Reproduce, please, only the lines from the first line below to the line containing "held from an earlier scan", inclusive.

**Material to process:**
####
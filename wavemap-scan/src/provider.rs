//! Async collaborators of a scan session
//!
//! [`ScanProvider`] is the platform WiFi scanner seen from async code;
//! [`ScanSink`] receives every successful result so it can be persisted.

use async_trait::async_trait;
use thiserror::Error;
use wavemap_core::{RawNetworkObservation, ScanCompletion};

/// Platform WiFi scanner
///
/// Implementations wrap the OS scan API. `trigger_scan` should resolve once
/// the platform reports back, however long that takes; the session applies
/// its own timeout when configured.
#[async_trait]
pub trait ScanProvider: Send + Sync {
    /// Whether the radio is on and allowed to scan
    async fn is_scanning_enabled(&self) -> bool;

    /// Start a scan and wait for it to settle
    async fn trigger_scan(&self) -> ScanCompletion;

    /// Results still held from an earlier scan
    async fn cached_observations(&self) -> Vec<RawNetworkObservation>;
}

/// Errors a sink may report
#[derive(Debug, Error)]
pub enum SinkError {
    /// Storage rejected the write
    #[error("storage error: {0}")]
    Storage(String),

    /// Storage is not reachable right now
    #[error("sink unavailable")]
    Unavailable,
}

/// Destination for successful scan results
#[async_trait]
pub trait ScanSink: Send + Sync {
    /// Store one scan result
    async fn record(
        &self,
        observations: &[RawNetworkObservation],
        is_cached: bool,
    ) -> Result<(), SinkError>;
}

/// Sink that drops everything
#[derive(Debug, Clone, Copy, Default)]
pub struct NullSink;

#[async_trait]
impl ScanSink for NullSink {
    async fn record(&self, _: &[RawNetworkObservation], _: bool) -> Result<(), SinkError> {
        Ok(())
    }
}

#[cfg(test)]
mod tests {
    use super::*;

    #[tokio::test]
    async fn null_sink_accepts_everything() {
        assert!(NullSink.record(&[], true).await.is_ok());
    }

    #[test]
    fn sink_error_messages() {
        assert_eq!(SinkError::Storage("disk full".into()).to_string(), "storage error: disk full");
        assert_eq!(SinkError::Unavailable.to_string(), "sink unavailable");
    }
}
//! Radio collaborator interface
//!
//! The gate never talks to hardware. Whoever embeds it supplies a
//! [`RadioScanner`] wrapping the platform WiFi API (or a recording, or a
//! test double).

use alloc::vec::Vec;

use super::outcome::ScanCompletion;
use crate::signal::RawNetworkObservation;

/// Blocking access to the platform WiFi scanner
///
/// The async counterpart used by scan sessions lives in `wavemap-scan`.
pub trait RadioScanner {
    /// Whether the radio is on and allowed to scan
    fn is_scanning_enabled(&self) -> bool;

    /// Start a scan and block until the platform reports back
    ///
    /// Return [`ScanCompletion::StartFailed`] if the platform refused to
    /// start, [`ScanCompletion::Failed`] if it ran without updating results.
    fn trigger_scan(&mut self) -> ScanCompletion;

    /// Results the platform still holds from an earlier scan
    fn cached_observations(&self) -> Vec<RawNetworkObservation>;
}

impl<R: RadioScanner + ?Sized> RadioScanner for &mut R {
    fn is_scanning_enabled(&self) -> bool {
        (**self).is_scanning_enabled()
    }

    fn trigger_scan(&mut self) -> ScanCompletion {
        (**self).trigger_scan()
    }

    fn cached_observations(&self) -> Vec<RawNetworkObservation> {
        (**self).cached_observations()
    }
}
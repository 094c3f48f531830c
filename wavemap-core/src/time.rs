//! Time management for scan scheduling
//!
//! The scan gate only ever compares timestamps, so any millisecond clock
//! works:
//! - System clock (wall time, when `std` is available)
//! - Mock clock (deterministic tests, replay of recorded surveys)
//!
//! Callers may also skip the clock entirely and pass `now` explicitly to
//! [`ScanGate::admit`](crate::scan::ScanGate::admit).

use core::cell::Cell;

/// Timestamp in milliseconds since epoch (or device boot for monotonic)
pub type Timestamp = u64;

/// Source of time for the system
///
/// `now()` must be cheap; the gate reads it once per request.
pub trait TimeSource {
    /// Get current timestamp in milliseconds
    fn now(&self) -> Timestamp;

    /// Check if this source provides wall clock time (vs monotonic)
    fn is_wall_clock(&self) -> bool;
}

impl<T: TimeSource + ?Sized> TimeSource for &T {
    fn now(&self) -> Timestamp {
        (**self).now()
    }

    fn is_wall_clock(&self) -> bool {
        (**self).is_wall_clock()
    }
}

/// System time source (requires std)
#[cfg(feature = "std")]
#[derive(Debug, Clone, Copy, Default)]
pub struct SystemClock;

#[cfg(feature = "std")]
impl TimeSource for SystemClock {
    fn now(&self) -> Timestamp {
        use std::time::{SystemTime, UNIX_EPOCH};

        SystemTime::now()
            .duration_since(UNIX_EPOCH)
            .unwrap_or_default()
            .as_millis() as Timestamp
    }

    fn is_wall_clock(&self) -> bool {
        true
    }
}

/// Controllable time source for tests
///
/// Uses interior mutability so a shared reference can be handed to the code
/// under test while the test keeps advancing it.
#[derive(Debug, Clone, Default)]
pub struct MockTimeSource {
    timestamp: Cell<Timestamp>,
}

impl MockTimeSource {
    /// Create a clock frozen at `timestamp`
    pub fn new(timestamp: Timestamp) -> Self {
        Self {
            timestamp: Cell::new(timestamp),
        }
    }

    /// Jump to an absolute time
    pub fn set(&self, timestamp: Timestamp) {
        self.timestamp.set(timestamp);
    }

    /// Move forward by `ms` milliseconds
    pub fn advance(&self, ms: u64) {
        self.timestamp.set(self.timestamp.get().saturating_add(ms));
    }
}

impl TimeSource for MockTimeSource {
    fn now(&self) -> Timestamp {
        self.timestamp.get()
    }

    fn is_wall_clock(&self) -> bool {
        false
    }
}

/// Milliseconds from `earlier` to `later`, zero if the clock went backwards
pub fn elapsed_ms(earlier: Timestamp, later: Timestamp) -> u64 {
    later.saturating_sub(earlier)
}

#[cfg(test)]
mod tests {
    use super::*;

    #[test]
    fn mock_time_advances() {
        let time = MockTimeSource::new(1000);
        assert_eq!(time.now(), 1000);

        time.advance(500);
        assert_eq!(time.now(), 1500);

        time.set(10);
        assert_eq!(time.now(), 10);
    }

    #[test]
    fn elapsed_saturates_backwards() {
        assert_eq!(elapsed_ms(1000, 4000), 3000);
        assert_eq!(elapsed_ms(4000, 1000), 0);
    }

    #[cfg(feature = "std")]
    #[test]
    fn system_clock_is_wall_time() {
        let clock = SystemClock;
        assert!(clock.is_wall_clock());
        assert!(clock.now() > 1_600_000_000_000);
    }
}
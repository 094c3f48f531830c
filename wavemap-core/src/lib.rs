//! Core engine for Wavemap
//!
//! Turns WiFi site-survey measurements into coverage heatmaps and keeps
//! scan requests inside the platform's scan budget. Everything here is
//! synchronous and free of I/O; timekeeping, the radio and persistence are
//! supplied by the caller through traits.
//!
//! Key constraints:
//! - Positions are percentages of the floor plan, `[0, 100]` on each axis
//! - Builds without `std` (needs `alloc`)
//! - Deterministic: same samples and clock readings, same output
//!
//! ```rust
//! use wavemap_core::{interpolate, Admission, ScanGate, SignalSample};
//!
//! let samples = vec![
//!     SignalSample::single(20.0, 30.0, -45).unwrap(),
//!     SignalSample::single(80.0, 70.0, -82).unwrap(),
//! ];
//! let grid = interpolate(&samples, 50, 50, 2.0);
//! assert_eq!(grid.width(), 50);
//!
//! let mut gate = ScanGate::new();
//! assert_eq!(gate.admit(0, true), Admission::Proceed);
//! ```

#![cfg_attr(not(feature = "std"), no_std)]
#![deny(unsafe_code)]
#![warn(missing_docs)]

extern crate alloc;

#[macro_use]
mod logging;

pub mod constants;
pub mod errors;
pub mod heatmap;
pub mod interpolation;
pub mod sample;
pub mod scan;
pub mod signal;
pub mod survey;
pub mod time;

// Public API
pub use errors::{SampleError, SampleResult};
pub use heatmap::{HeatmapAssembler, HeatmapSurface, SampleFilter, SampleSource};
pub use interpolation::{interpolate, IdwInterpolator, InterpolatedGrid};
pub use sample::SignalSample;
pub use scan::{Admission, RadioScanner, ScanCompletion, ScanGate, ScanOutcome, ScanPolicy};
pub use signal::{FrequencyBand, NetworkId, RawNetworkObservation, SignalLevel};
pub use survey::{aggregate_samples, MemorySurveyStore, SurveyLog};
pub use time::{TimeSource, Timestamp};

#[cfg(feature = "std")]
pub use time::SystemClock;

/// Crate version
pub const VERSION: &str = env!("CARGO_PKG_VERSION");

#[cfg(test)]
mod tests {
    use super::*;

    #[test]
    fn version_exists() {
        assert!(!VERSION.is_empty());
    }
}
####
**Answer for the task:**
filename wavemap-scan/src/provider.rs
//! Async collaborators of a scan session
//!
//! [`ScanProvider`] is the platform WiFi scanner seen from async code;
//! [`ScanSink`] receives every successful result so it can be persisted.

use async_trait::async_trait;
use thiserror::Error;
use wavemap_core::{RawNetworkObservation, ScanCompletion};

/// Platform WiFi scanner
///
/// Implementations wrap the OS scan API. `trigger_scan` should resolve once
/// the platform reports back, however long that takes; the session applies
/// its own timeout when configured.
#[async_trait]
pub trait ScanProvider: Send + Sync {
    /// Whether the radio is on and allowed to scan
    async fn is_scanning_enabled(&self) -> bool;

    /// Start a scan and wait for it to settle
    async fn trigger_scan(&self) -> ScanCompletion;

    /// Results still held from an earlier scan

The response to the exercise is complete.